There’s no question that The Road is an exceptional work. The story is a relatively simple post-apocalyptic tale, centering on a father and son in search of an area with food and warmth. McCarthy doesn’t specify the cause of the apocalypse, but the result has been enormous fires and a haze that hangs between the sun and the surface of the earth. All plant life has died, which means that all animal life (with the exception of human beings) has also died. This leaves the survivors in rather a quandry, since the food supply is only declining, and the only fresh food available is… well, Spike the vampire once referred to human beings as “walking happy meals”. The problems, then, are to find food and avoid being eaten by cannibals or captured by slavers. The mother in this happy tale sensibly committed suicide some years before the action described in the novel. Although considerably more spare, the book is closest in tone to Blood Meridian.
I won’t tell you any more, because that’s really all you need. I have two questions, however. First, if the name on the cover wasn’t “Cormac McCarthy”, is there a chance in hell that The Road would have been given to mainstream reviewers? I know that it’s hard to an unknown to get reviewed, but that’s not what I’m talking about; the subject matter clearly seems to fall within the science fiction/horror genre, and I suspect that if Cormac hadn’t been the author, that’s where it would have stayed, never to have been noted by anyone with “serious” literary taste. An interesting parallel is Infinite Jest, which also used a science fiction setting but was understood to be a mainstream novel, although the structure of Infinite Jest is so complex and demanding that it might have attracted notice anyway. Nevertheless, somewhere Harlan Ellison is spinning in his grave (or at least he would be, if he weren’t still alive).

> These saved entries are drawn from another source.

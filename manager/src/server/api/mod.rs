pub mod messages;
pub mod notifications;
pub mod push;
pub mod settings;

use axum::Json;
use axum::http::StatusCode;
use serde_json::{Value, json};

/// Build an error response tuple.
pub(crate) fn err_json(status: u16, message: &str) -> (StatusCode, Json<Value>) {
    (
        StatusCode::from_u16(status).unwrap_or(StatusCode::INTERNAL_SERVER_ERROR),
        Json(json!({ "error": message })),
    )
}
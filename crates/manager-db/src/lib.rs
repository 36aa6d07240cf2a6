//! SQLite persistence layer for the message manager.
//!
//! Stores operator settings and the cached push registration token.
//! Notification history is deliberately not persisted.

pub mod schema;
pub mod settings;
pub mod tokens;

use std::path::Path;
use std::sync::{Arc, Mutex};

use rusqlite::Connection;

/// Thread-safe database handle wrapping a single SQLite connection.
#[derive(Clone)]
pub struct Database {
    conn: Arc<Mutex<Connection>>,
}

impl Database {
    /// Open or create database at the given path.
    pub fn open(path: impl AsRef<Path>) -> Result<Self, DbError> {
        let conn = Connection::open(path)?;
        let db = Self {
            conn: Arc::new(Mutex::new(conn)),
        };
        db.configure()?;
        db.migrate()?;
        Ok(db)
    }

    /// Create an in-memory database (for testing).
    pub fn open_in_memory() -> Result<Self, DbError> {
        let conn = Connection::open_in_memory()?;
        let db = Self {
            conn: Arc::new(Mutex::new(conn)),
        };
        db.configure()?;
        db.migrate()?;
        Ok(db)
    }

    /// Access the underlying connection with a closure.
    pub fn with_conn<F, R>(&self, f: F) -> Result<R, DbError>
    where
        F: FnOnce(&Connection) -> Result<R, DbError>,
    {
        let conn = self.conn.lock().map_err(|_| DbError::LockPoisoned)?;
        f(&conn)
    }

    fn configure(&self) -> Result<(), DbError> {
        self.with_conn(|conn| {
            conn.execute_batch(
                "PRAGMA journal_mode=WAL;
                 PRAGMA busy_timeout=5000;
                 PRAGMA foreign_keys=ON;",
            )?;
            Ok(())
        })
    }

    fn migrate(&self) -> Result<(), DbError> {
        self.with_conn(|conn| {
            schema::run_migrations(conn)?;
            Ok(())
        })
    }
}

/// Database error type.
#[derive(Debug, thiserror::Error)]
pub enum DbError {
    #[error("SQLite error: {0}")]
    Sqlite(#[from] rusqlite::Error),

    #[error("Database lock poisoned")]
    LockPoisoned,

    #[error("Not found: {0}")]
    NotFound(String),
}

/// Extension trait for optional query results.
pub(crate) trait OptionalExt<T> {
    fn optional(self) -> Result<Option<T>, rusqlite::Error>;
}

impl<T> OptionalExt<T> for Result<T, rusqlite::Error> {
    fn optional(self) -> Result<Option<T>, rusqlite::Error> {
        match self {
            Ok(v) => Ok(Some(v)),
            Err(rusqlite::Error::QueryReturnedNoRows) => Ok(None),
            Err(e) => Err(e),
        }
    }
}

#[cfg(test)]
mod tests {
    use super::*;

    fn test_db() -> Database {
        Database::open_in_memory().expect("Failed to create test DB")
    }

    #[test]
    fn test_open_and_migrate() {
        let db = test_db();
        let settings = db.get_all_settings().unwrap();
        assert!(settings.is_empty());
    }

    #[test]
    fn test_migrate_is_idempotent() {
        let db = test_db();
        db.with_conn(|conn| {
            schema::run_migrations(conn)?;
            Ok(())
        })
        .unwrap();
    }
}
//! Document gateway client library.
//!
//! Provides the real-time change feed over the message collection
//! (WebSocket) and the HTTP writer used for document mutations
//! (status updates, deletion).

pub mod listen;
pub mod writer;

pub use listen::{FeedClient, FeedConfig, FeedEvent, FeedUpdate};

use chrono::{DateTime, Utc};
use serde::{Deserialize, Serialize};

/// A contact-form message document as stored in the collection.
#[derive(Debug, Clone, PartialEq, Serialize, Deserialize)]
pub struct MessageDoc {
    pub id: String,
    pub name: String,
    pub email: String,
    pub subject: String,
    pub message: String,
    #[serde(default, skip_serializing_if = "Option::is_none")]
    pub company: Option<String>,
    #[serde(default, skip_serializing_if = "Option::is_none")]
    pub phone: Option<String>,
    /// Server-assigned recency field; the feed is ordered by it, descending.
    pub timestamp: DateTime<Utc>,
    pub status: MessageStatus,
}

/// Read state of a message document.
#[derive(Debug, Clone, Copy, PartialEq, Eq, Serialize, Deserialize)]
#[serde(rename_all = "lowercase")]
pub enum MessageStatus {
    Read,
    Unread,
}

/// Kind of per-document change reported by the feed.
#[derive(Debug, Clone, Copy, PartialEq, Eq, Serialize, Deserialize)]
#[serde(rename_all = "lowercase")]
pub enum ChangeType {
    Added,
    Modified,
    Removed,
}

/// One per-document change record within a feed emission.
#[derive(Debug, Clone, PartialEq, Serialize, Deserialize)]
pub struct DocChange {
    #[serde(rename = "change")]
    pub kind: ChangeType,
    pub doc: MessageDoc,
}

/// Unified error type for the feed-client crate.
#[derive(Debug, thiserror::Error)]
pub enum FeedError {
    #[error("HTTP request failed: {0}")]
    Http(#[from] reqwest::Error),

    #[error("WebSocket error: {0}")]
    WebSocket(#[from] tokio_tungstenite::tungstenite::Error),

    #[error("JSON parse error: {0}")]
    Json(#[from] serde_json::Error),

    #[error("URL parse error: {0}")]
    UrlParse(#[from] url::ParseError),

    #[error("Gateway API error (status {status}): {message}")]
    ApiError { status: u16, message: String },

    #[error("Feed error: {0}")]
    Feed(String),

    #[error("Connection timeout")]
    Timeout,
}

Second, why are we fascinated by post-apocalyptic stories? This isn’t a recent phenomenon; the post-apocalyptic novel/movie melds pretty seamlessly with the anti-utopia genre. The Cold War gave meat to some post-apocalyptic narratives, but the preceded and have survived it. I wonder if the basis for interest in the post-apocalyptic is a kind of almost subconcious realization that the world we live in today is dramatically at odds with the way that humanity has lived for most of its history and pre-history, and thus that there’s something fragile about the arrangements that we’ve made. It’s almost, but not quite, a kind of rump Burkeanism, a shout out against the complexity of the modern world without any confidence in the basic resilience of the social order. I imagine that John Derbyshire could write a great post-apocalyptic novel…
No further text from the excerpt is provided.